Startupy potrzebują nie tyle samego finansowania, ile mądrego finansowania.
– Przede wszystkim oprócz pieniędzy oczekują wsparcia, którego zakres różni się w zależności od etapu rozwoju spółki – komentuje Robert Siudak, dyrektor ds. współpracy i realizacji projektów strategicznych w Instytucie Kościuszki. Dodaje, że na początku takiej biznesowej drogi najbardziej istotny może być odpowiedni mentoring, ale im bardziej rozwinięta jest spółka, tym większego znaczenia nabiera dla niej dostęp do sieci kontaktów z branży czy wsparcie w dotarciu do potencjalnych kontrahentów. Ma to szczególne znaczenie na etapie skalowania, w tym międzynarodowego.
Alternatywne źródła kapitału
Jednym z przykładów wsparcia startupów w fazie internacjonalizacji był Cybersec Accelerator.

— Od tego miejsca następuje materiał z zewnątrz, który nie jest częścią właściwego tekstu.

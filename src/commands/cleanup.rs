//! Cleanup command implementation.
use std::sync::Arc;

use anyhow::Result;

use crate::cli::{CleanupOpts, GlobalOpts};
use crate::logging::{Log as _, Logger};
use crate::mode::ExecutionMode;

/// Delete all but the newest `--keep` checkpoints.
///
/// # Errors
///
/// Returns an error if setup fails or a checkpoint cannot be deleted.
pub fn run(global: &GlobalOpts, opts: &CleanupOpts, log: &Arc<Logger>) -> Result<()> {
    let setup = super::CommandSetup::init(global, log)?;
    let engine = setup.engine(ExecutionMode::Real, log)?;
    log.stage("Cleaning up checkpoints");
    let deleted = engine.cleanup_checkpoints(opts.keep)?;
    for id in &deleted {
        log.debug(&format!("deleted checkpoint {id}"));
    }
    log.info(&format!(
        "deleted {} checkpoint(s), kept at most {}",
        deleted.len(),
        opts.keep
    ));
    Ok(())
}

– Wspieraliśmy w nim siedem spółek z sektora cyberbezpieczeństwa, m.in. poprzez misje handlowe i mentoring w zakresie tworzenia strategii eksportowej na określony rynek. Nasze doświadczenie pokazało, że w przypadku startupów, szczególnie tych posiadających mocne, technologiczne produkty, finansowanie nie jest problemem, bo są one w stanie pozyskać je zarówno z funduszy publicznych, jak i z venture capital. Większym wyzwaniem jest dotarcie do odpowiednio dużego segmentu rynku, znalezienie wdrożeń i monetyzacja – wymienia przedstawiciel Instytutu Kościuszki.
Na rynku działa obecnie wiele akceleratorów i programów wspierających startupy. Skorzystanie z nich pozwala na pozyskanie części potrzebnego kapitału i z reguły odblokowuje kontakt z większymi podmiotami.